Membrane proteins are essential for cellular growth, signalling and homeostasis, making up a large proportion of therapeutic targets. However, the necessity for a solubilising agent to extract them from the membrane creates challenges in their structural and functional study. Although amphipols have been very effective for single-particle electron cryo-microscopy (cryoEM) and mass spectrometry, they rely on initial detergent extraction before exchange into the amphipol environment. Therefore, circumventing this pre-requirement would be a big advantage. Here we use an alternative type of amphipol: a cycloalkane-modified amphiphile polymer (CyclAPol) to extract Escherichia coli AcrB directly from the membrane and demonstrate that the protein can be isolated in a one-step purification with the resultant cryoEM structure achieving 3.2 angstrom resolution. Together this work shows that cycloalkane amphipols provide a powerful approach for the study of membrane proteins, allowing native extraction and high-resolution structure determination by cryoEM. Higgins et al. present a cycloalkane-modified amphiphilic polymer that can provide direct extraction of membrane proteins for Cryo-EM analysis.

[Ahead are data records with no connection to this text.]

use std::time::Duration;

use rusb::{DeviceHandle, GlobalContext};

use crate::types::SlamFrame;
use crate::{LightError, Result};

/// XREAL Light SLAM camera (same USB device as the OV580 HID interface).
pub const SLAM_CAM_VID: u16 = 0x05a9;
pub const SLAM_CAM_PID: u16 = 0x0680;

/// XREAL Light RGB camera.
pub const RGB_CAM_VID: u16 = 0x0817;
pub const RGB_CAM_PID: u16 = 0x0909;

pub const FRAME_WIDTH: usize = 640;
pub const FRAME_HEIGHT: usize = 480;

/// One bulk transfer of the stereo stream, headers included.
const SLAM_FRAME_SIZE: usize = 615_908;
/// Pixel payload of one stereo frame: two interleaved 640x480 planes.
const PIXELS_PER_FRAME: usize = FRAME_WIDTH * FRAME_HEIGHT * 2;
/// The device prepends a chunk header every 0x8000 bytes.
const CHUNK_SIZE: usize = 0x8000;
/// Header size of a payload-carrying chunk; other sizes flag filler data.
const PAYLOAD_HEADER_SIZE: usize = 12;

const SLAM_INTERFACE: u8 = 1;
const RGB_INTERFACE: u8 = 0;
const BULK_ENDPOINT: u8 = 0x81;

// LIBUSB_REQUEST_TYPE_CLASS | LIBUSB_RECIPIENT_INTERFACE, host-to-device.
const REQUEST_TYPE_CLASS_INTERFACE: u8 = 0x21;
const UVC_SET_CUR: u8 = 0x01;
const UVC_VS_COMMIT_CONTROL: u16 = 0x02;
const COMMIT_TIMEOUT: Duration = Duration::from_secs(1);

const SLAM_MAX_VIDEO_FRAME_SIZE: u32 = 615_680;
const RGB_MAX_VIDEO_FRAME_SIZE: u32 = 15_116_544;

/// UVC probe/commit block selecting 640x480 grayscale at 30 Hz.
fn commit_control_payload(max_video_frame_size: u32) -> [u8; 34] {
    let mut payload = [0u8; 34];
    payload[0..2].copy_from_slice(&1u16.to_le_bytes()); // bmHint
    payload[2] = 0x01; // bFormatIndex
    payload[3] = 0x01; // bFrameIndex
    payload[4..8].copy_from_slice(&333_333u32.to_le_bytes()); // bFrameInterval, 30 Hz
    // wKeyFrameRate, wPFrameRate, wCompQuality, wCompWindowSize stay zero.
    payload[16..18].copy_from_slice(&0x65u16.to_le_bytes()); // wDelay
    payload[18..22].copy_from_slice(&max_video_frame_size.to_le_bytes());
    payload[22..26].copy_from_slice(&0x8000u32.to_le_bytes()); // dwMaxPayloadTransferSize
    payload[26..30].copy_from_slice(&0x08F0_D180u32.to_le_bytes()); // dwClockFrequency
    payload[30] = 0x08; // bmFramingInfo
    payload[31] = 0xF0; // bPreferredVersion
    payload[32] = 0xA9; // bMinVersion
    payload[33] = 0x18; // bMaxVersion
    payload
}

/// UVC channel for the stereo SLAM stream plus the RGB camera endpoint.
///
/// No background tasks: frame pulls are synchronous bulk reads driven by
/// the caller.
pub struct CameraChannel {
    slam: Option<DeviceHandle<GlobalContext>>,
    rgb: Option<DeviceHandle<GlobalContext>>,
    initialized: bool,
}

impl CameraChannel {
    pub fn new() -> CameraChannel {
        CameraChannel {
            slam: None,
            rgb: None,
            initialized: false,
        }
    }

    /// Open both cameras and issue the streaming commit on each.
    pub fn connect(&mut self) -> Result<()> {
        if self.initialized {
            return Ok(());
        }

        let slam = open_camera(SLAM_CAM_VID, SLAM_CAM_PID, "SLAM")?;
        let rgb = open_camera(RGB_CAM_VID, RGB_CAM_PID, "RGB")?;

        commit_streaming(&slam, SLAM_INTERFACE, SLAM_MAX_VIDEO_FRAME_SIZE)?;
        commit_streaming(&rgb, RGB_INTERFACE, RGB_MAX_VIDEO_FRAME_SIZE)?;

        self.slam = Some(slam);
        self.rgb = Some(rgb);
        self.initialized = true;
        Ok(())
    }

    /// Close both handles. Claimed interfaces are released on drop.
    /// Idempotent.
    pub fn disconnect(&mut self) -> Result<()> {
        self.initialized = false;
        self.slam = None;
        self.rgb = None;
        Ok(())
    }

    pub fn is_ready(&self) -> bool {
        self.initialized
    }

    /// Pull one stereo frame: bulk-read until a full transfer arrives,
    /// strip the chunk headers, split the interleaved rows.
    pub fn get_slam_frame(&self) -> Result<SlamFrame> {
        let handle = match (&self.slam, self.initialized) {
            (Some(handle), true) => handle,
            _ => return Err(LightError::NotReady),
        };

        let mut data = vec![0u8; SLAM_FRAME_SIZE * 2];
        loop {
            // Unlimited timeout; cancelled only by closing the device.
            let received = handle.read_bulk(BULK_ENDPOINT, &mut data, Duration::ZERO)?;
            if received == SLAM_FRAME_SIZE && data[0] != 0 {
                break;
            }
            log::debug!("got {received} instead of {SLAM_FRAME_SIZE}, try again");
        }

        let cleaned = strip_chunk_headers(&data[..SLAM_FRAME_SIZE]);
        if cleaned.len() < PIXELS_PER_FRAME {
            return Err(LightError::Format(format!(
                "de-chunked frame too short: {} of {PIXELS_PER_FRAME} bytes",
                cleaned.len()
            )));
        }
        let pixels = &cleaned[..PIXELS_PER_FRAME];
        if pixels.iter().all(|&b| b == 0) {
            return Err(LightError::Format("got an empty frame".into()));
        }

        Ok(deinterleave_rows(pixels))
    }
}

impl Default for CameraChannel {
    fn default() -> Self {
        CameraChannel::new()
    }
}

fn open_camera(vid: u16, pid: u16, label: &str) -> Result<DeviceHandle<GlobalContext>> {
    let mut matches = Vec::new();
    for device in rusb::devices()?.iter() {
        let descriptor = match device.device_descriptor() {
            Ok(descriptor) => descriptor,
            Err(err) => {
                log::warn!("failed to get device descriptor, skip: {err}");
                continue;
            }
        };
        if descriptor.vendor_id() == vid && descriptor.product_id() == pid {
            matches.push(device);
        }
    }

    let Some(device) = matches.first() else {
        return Err(LightError::NotFound { vid, pid });
    };
    if matches.len() > 1 {
        log::warn!("multiple {label} cameras found, assuming the first one");
    }

    device
        .open()
        .map_err(|err| LightError::Open(format!("{label} camera: {err}")))
}

/// Claim the video streaming interface and issue the
/// SET_CUR/VS_COMMIT_CONTROL handshake that selects the format before bulk
/// streaming starts.
fn commit_streaming(
    handle: &DeviceHandle<GlobalContext>,
    interface: u8,
    max_video_frame_size: u32,
) -> Result<()> {
    handle.set_auto_detach_kernel_driver(true)?;
    handle.claim_interface(interface)?;
    handle.write_control(
        REQUEST_TYPE_CLASS_INTERFACE,
        UVC_SET_CUR,
        UVC_VS_COMMIT_CONTROL << 8,
        u16::from(interface),
        &commit_control_payload(max_video_frame_size),
        COMMIT_TIMEOUT,
    )?;
    Ok(())
}

/// Walk the raw transfer and drop the per-chunk headers. Each chunk starts
/// at a 0x8000 boundary with its header size in the first byte; only
/// 12-byte-header chunks carry frame payload, anything else is filler and
/// its span is discarded.
fn strip_chunk_headers(data: &[u8]) -> Vec<u8> {
    let mut cleaned = Vec::with_capacity(data.len());
    let mut read = 0usize;
    while read < data.len() {
        let header_size = data[read] as usize;
        read += header_size;
        if read >= data.len() {
            break;
        }
        let span = CHUNK_SIZE - (read % CHUNK_SIZE);
        let end = (read + span).min(data.len());
        if header_size == PAYLOAD_HEADER_SIZE {
            cleaned.extend_from_slice(&data[read..end]);
        }
        read = end;
    }
    cleaned
}

/// Rows alternate left, right, left, right; rebuild the two planes.
fn deinterleave_rows(pixels: &[u8]) -> SlamFrame {
    let mut left = Vec::with_capacity(FRAME_WIDTH * FRAME_HEIGHT);
    let mut right = Vec::with_capacity(FRAME_WIDTH * FRAME_HEIGHT);
    for (i, row) in pixels.chunks_exact(FRAME_WIDTH).enumerate() {
        if i % 2 == 0 {
            left.extend_from_slice(row);
        } else {
            right.extend_from_slice(row);
        }
    }
    SlamFrame { left, right }
}

#[cfg(test)]
mod tests {
    use super::*;

    #[test]
    fn commit_payload_matches_wire_literal() {
        // Byte-for-byte the block captured from the stock driver.
        let expected: [u8; 34] = [
            0x01, 0x00, // bmHint
            0x01, // bFormatIndex
            0x01, // bFrameIndex
            0x15, 0x16, 0x05, 0x00, // bFrameInterval (333333)
            0x00, 0x00, // wKeyFrameRate
            0x00, 0x00, // wPFrameRate
            0x00, 0x00, // wCompQuality
            0x00, 0x00, // wCompWindowSize
            0x65, 0x00, // wDelay
            0x00, 0x65, 0x09, 0x00, // dwMaxVideoFrameSize (615680)
            0x00, 0x80, 0x00, 0x00, // dwMaxPayloadTransferSize
            0x80, 0xd1, 0xf0, 0x08, // dwClockFrequency
            0x08, // bmFramingInfo
            0xf0, // bPreferredVersion
            0xa9, // bMinVersion
            0x18, // bMaxVersion
        ];
        assert_eq!(commit_control_payload(SLAM_MAX_VIDEO_FRAME_SIZE), expected);
    }

    #[test]
    fn commit_payload_carries_rgb_frame_size() {
        let payload = commit_control_payload(RGB_MAX_VIDEO_FRAME_SIZE);
        assert_eq!(&payload[18..22], &RGB_MAX_VIDEO_FRAME_SIZE.to_le_bytes());
        // Everything else is shared with the SLAM block.
        let slam = commit_control_payload(SLAM_MAX_VIDEO_FRAME_SIZE);
        assert_eq!(payload[..18], slam[..18]);
        assert_eq!(payload[22..], slam[22..]);
    }

    /// Build a synthetic transfer: chunks at 0x8000 boundaries, each with
    /// the given header size and a payload of recognizable bytes. Returns
    /// the raw buffer and the expected cleaned concatenation.
    fn synthetic_transfer(total: usize, filler_chunks: &[usize]) -> (Vec<u8>, Vec<u8>) {
        let mut raw = vec![0u8; total];
        let mut expected = Vec::new();
        let mut offset = 0usize;
        let mut chunk_index = 0usize;
        let mut value: u8 = 1;
        while offset < total {
            let filler = filler_chunks.contains(&chunk_index);
            let header_size = if filler { 32 } else { PAYLOAD_HEADER_SIZE };
            let chunk_end = (offset + CHUNK_SIZE).min(total);
            raw[offset] = header_size as u8;
            for byte in raw[offset + header_size..chunk_end].iter_mut() {
                *byte = value;
                value = value.wrapping_add(1).max(1);
            }
            if !filler {
                expected.extend_from_slice(&raw[offset + header_size..chunk_end]);
            }
            offset = chunk_end;
            chunk_index += 1;
        }
        (raw, expected)
    }

    #[test]
    fn dechunk_keeps_payload_chunks_and_drops_filler() {
        let (raw, expected) = synthetic_transfer(SLAM_FRAME_SIZE, &[5]);
        let cleaned = strip_chunk_headers(&raw);
        assert_eq!(cleaned, expected);
    }

    #[test]
    fn dechunk_of_all_payload_chunks_covers_the_pixel_prefix() {
        // A real transfer carries only 12-byte headers; the cleaned buffer
        // must at least cover the two pixel planes.
        let (raw, expected) = synthetic_transfer(SLAM_FRAME_SIZE, &[]);
        let cleaned = strip_chunk_headers(&raw);
        assert_eq!(cleaned, expected);
        assert!(cleaned.len() >= PIXELS_PER_FRAME);
    }

    #[test]
    fn rows_deinterleave_into_left_and_right_planes() {
        let mut pixels = vec![0u8; PIXELS_PER_FRAME];
        for (i, row) in pixels.chunks_exact_mut(FRAME_WIDTH).enumerate() {
            // Even rows belong to the left plane, odd rows to the right.
            row.fill((i % 2) as u8 + 1);
            row[0] = (i / 2) as u8;
        }

        let frame = deinterleave_rows(&pixels);
        assert_eq!(frame.left.len(), FRAME_WIDTH * FRAME_HEIGHT);
        assert_eq!(frame.right.len(), FRAME_WIDTH * FRAME_HEIGHT);
        for i in 0..FRAME_HEIGHT {
            let left_row = &frame.left[i * FRAME_WIDTH..(i + 1) * FRAME_WIDTH];
            let right_row = &frame.right[i * FRAME_WIDTH..(i + 1) * FRAME_WIDTH];
            assert_eq!(left_row[0], i as u8);
            assert!(left_row[1..].iter().all(|&b| b == 1));
            assert_eq!(right_row[0], i as u8);
            assert!(right_row[1..].iter().all(|&b| b == 2));
        }
    }
}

They show its utility by extracting and solving the structure of AcrB to a high resolution of 3.2 angstrom by single particle cryo-EM.

Automated summary

The study presents a novel approach using cycloalkane-modified amphiphilic polymer for direct extraction of membrane proteins, showcasing its utility in solving the structure of AcrB to a high resolution of 3.2 angstrom by single particle cryo-EM.